Publication details
Neurological soft signs and their relationship to 1
-year outcome in first
-episode schizophrenia
| Basic information | |
|---|---|
| Original title: | Neurological soft signs and their relationship to 1 -year outcome in first -episode schizophrenia |
| Authors: | Radovan Přikryl, Eva Češková, Tomáš Kašpárek, Hana Kučerová |
| Further information | |
|---|---|
| Citation: | PŘIKRYL, Radovan, Eva ČEŠKOVÁ, Tomáš KAŠPÁREK and Hana
KUČEROVÁ. Neurological soft signs and their relationship to
1 -year outcome in first -episode schizophrenia (Neurological
soft signs and their relationship to 1 -year outcome in
first -episode schizophrenia). European Psychiatry, Elsevier,
2007, vol. 2007, No 22, p. 499 -504. ISSN 0924 -9338.Export BibTeX |
| Original language: | English |
| Field: | Psychiatry, sexuology |
| Type: | Article in Periodical |
| Keywords: | soft signs; first episode schizophrenia; outcome |
Objective: (a) to find a relationship between the severity of neurological soft signs at the beginning of the disease and at the one-year follow-up of schizophrenia, and (b) to investigate temporal stability of neurological soft signs within one year from the first episode schizophrenia. Methods: The trial included 92 first-episode male schizophrenic patients. Neurological soft signs were assessed on the Neurological Evaluation Scale (NES) during index hospitalization and at a one-year follow-up. The patients were divided into remitters and non-remitters according to their psychic state assessed at the one year follow-up, using the Positive and Negative Syndrome Scale (PANSS). Results: A trend of a lower score for the NES item "others" in late remitters versus non-remitters during was found during index hospitalization. At the one-year follow-up, the overall severity of the neurological soft signs was statistically significantly higher in non-remitters than in remitters.

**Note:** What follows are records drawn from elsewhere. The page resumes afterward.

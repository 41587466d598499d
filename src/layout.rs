//! Directory conventions for a build.
//!
//! ```text
//! single-config (gcc, clang, apple-clang)   multi-config (msvc)
//! .                      source             .
//! build/Release          build              build
//! build/Release/generators                  build/generators
//! package/<digest>       package            package/<digest>
//! ```
//!
//! Planning only computes names; nothing here touches the filesystem.

use std::path::{Path, PathBuf};

use serde::Serialize;
use sha2::{Digest, Sha256};

use crate::settings::Settings;

#[derive(Debug, Clone, PartialEq, Eq, Serialize)]
pub struct Layout {
    pub source: PathBuf,
    pub build: PathBuf,
    pub generators: PathBuf,
    pub package: PathBuf,
}

impl Layout {
    /// All paths joined onto `root`.
    pub fn under(&self, root: &Path) -> Layout {
        Layout {
            source: root.join(&self.source),
            build: root.join(&self.build),
            generators: root.join(&self.generators),
            package: root.join(&self.package),
        }
    }
}

pub fn plan(settings: &Settings) -> Layout {
    let build = if settings.compiler.kind.is_multi_config() {
        PathBuf::from("build")
    } else {
        Path::new("build").join(settings.build_type.as_str())
    };

    Layout {
        source: PathBuf::from("."),
        generators: build.join("generators"),
        build,
        package: Path::new("package").join(settings_digest(settings)),
    }
}

/// Short digest identifying a settings tuple.
pub fn settings_digest(settings: &Settings) -> String {
    let digest = Sha256::digest(settings.canonical().as_bytes());
    format!("{:x}", digest)[..12].to_string()
}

Within one year after index hospitalization, a significant reduction of neurological soft signs, with the exception of sensory integration, occurred in remitters. Within one year after index hospitalization, the non-remitters reported a significant reduction of the overall NES score. Conclusion: Our study of the population of patients with first episode schizophrenia is in accord with the findings of those existing studies which had found a connection between neurological soft signs, treatment reactivity and outcome. This association may characterize a subgroup of patients with a poor illness course and outcome. Neurological soft signs might be regarded as one of the indicators of treatment outcome in patients suffering from their first episode of schizophrenia.